Why couldn’t the Terminator’s name be Smith? Arnold Smith, the Terminator. Makes perfect sense to me. But nooo, he had to use Schwarzenegger as his last name. Holy North Dakota! Schwarzenegger!
For most of my adult life (and teenage life too now that I think about it) I could never spell Schwarzenegger. So whenever I didn’t have a spellcheck I would be screwed. I guess it shouldn’t bother me so much but one of my friends is a spellcheck Nazi. So if we’re texting or chatting on skype or some medium where my spellchecker doesn’t kick in, I could always expect him to shoot down my mistakes like a sniper as he “autocorrects” me. Making me feel like I never went to Harvard, which I haven’t.
Or maybe I was chatting with a girl I’d want to impress but would have to stop mid-chat to go grab a dictionary or google how to spell Schwarzenegger! I did that for years. And here’s the thing, every single time that happened I kept saying that I should just learn how to spell it because I’m sure I’ve lost hours of my life just trying to avoid learning this. But as soon as I got my auto-correct fix, I would forget about it, until the next time.

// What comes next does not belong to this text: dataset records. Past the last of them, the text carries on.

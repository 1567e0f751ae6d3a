//! File
//!
//! Root of every parse. Its span starts at the `package` keyword and ends at
//! the end marker, so a file with trailing blank lines still covers them.
//!
//! Syntax:
//!     start: packageHeader importList topLevelObjectList semi? &&ENDMARKER

use super::super::error::NodeError;
use super::super::node::{locate, Child, Node};
use super::super::schema::{FieldDecl, FieldType, NodeDecl};
use super::super::sequence::NodeList;
use super::super::span::{Position, Span};
use super::declaration::Declaration;
use super::header::{ImportHeader, PackageHeader};
use super::token_wrapper::TokenWrapper;
use serde::Serialize;

#[derive(Debug, Clone, PartialEq, Serialize)]
#[serde(tag = "type")]
pub struct File {
    package_header: PackageHeader,
    imports: NodeList<ImportHeader>,
    declarations: NodeList<Declaration>,
    end_marker: TokenWrapper,
    span: Span,
}

const FIELDS: &[FieldDecl] = &[
    FieldDecl::new("package_header", FieldType::Named("PackageHeader")),
    FieldDecl::new(
        "imports",
        FieldType::SequenceOf(&FieldType::Named("ImportHeader")),
    ),
    FieldDecl::new(
        "declarations",
        FieldType::SequenceOf(&FieldType::Named("Declaration")),
    ),
    FieldDecl::new("end_marker", FieldType::Named("TokenWrapper")),
];

impl File {
    pub const DECL: NodeDecl = NodeDecl::new("File", FIELDS);

    pub fn new(
        package_header: PackageHeader,
        imports: NodeList<ImportHeader>,
        declarations: NodeList<Declaration>,
        end_marker: TokenWrapper,
    ) -> Result<Self, NodeError> {
        Self::located(package_header, imports, declarations, end_marker, None, None)
    }

    /// Builds a file with explicit coordinates; only the missing ones are
    /// derived from the children.
    pub fn located(
        package_header: PackageHeader,
        imports: NodeList<ImportHeader>,
        declarations: NodeList<Declaration>,
        end_marker: TokenWrapper,
        start: Option<Position>,
        end: Option<Position>,
    ) -> Result<Self, NodeError> {
        let mut node = Self {
            package_header,
            imports,
            declarations,
            end_marker,
            span: Span::UNLOCATED,
        };
        node.span = locate(&node, start, end)?;
        Ok(node)
    }

    pub fn package_header(&self) -> &PackageHeader {
        &self.package_header
    }

    pub fn imports(&self) -> &NodeList<ImportHeader> {
        &self.imports
    }

    pub fn declarations(&self) -> &NodeList<Declaration> {
        &self.declarations
    }

    pub fn end_marker(&self) -> &TokenWrapper {
        &self.end_marker
    }
}

impl Node for File {
    fn name(&self) -> &'static str {
        "File"
    }

    fn span(&self) -> Span {
        self.span
    }

    fn child(&self, field: &str) -> Option<Child<'_>> {
        match field {
            "package_header" => Some(Child::Node(&self.package_header)),
            "imports" => Some(Child::Sequence(&self.imports)),
            "declarations" => Some(Child::Sequence(&self.declarations)),
            "end_marker" => Some(Child::Node(&self.end_marker)),
            _ => None,
        }
    }
}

Then I noticed this happened with other things too. Needing to call a local pizza store for example but not storing the number in my phone. I go through hell trying to find it in an old telephone book or trying to remember what internet search brought it up the last time and I waste on an average 5 minutes at a time just because I don’t want to take a minute out to get it right permanently the first time.

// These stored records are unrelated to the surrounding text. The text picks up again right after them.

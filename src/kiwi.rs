//! Main module for kiwi library functionality

pub mod ast;
pub mod config;
pub mod formats;
pub mod lexing;
pub mod parsing;
pub mod processor;
pub mod testing;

THIS my friends is what I call A.S.S., the Arnold Schwarzenegger Syndrome: The repeated illogical avoidance of addressing an uncomfortable issue in your life, though it be wiser and easier to address it once and for all.
Once I finally realized I was suffering from this syndrome, I began to take action. I took about 2 minutes to actually learn how to spell Schwarzenegger. It was easy too. (A SCHool boy who is a WAR ZEN would hurl an EGG until his enemies ended up in the E.R.) No more dictionary searches, no more spell-check, no more sweaty palms or choosing a different action hero on skype just because I can’t spell. done and done.
Here are some clues you’re suffering from A.S.S.
“I’ve spent more time avoiding this thing than it would have taken to do it”
“Hey George, hope I didn’t wake you up. Can you give me Uncle Bob’s number again? Yes again!”
“I hate it when he does that. Next time I’m going to mention it. For true this time.”
Maybe it’s opening up that needed bank account, or always lifting the toilet tank to flush it because you haven’t called the plumber in over a year. Whatever it is, avoidance is not doing you any favors. And you’re not saving any time, you are just going backward every time that happens and you miss the opportunity to fix it. So fix it. That’s the cure for A.S.S. Just do it and get it done already.
I leave you with one of my favorite Warren Buffet quotes:
One’s objective should be to get it right, get it quick, get it out, and get it over. You see, your problem won’t improve with age.
Do you suffer from A.S.S.? There is hope!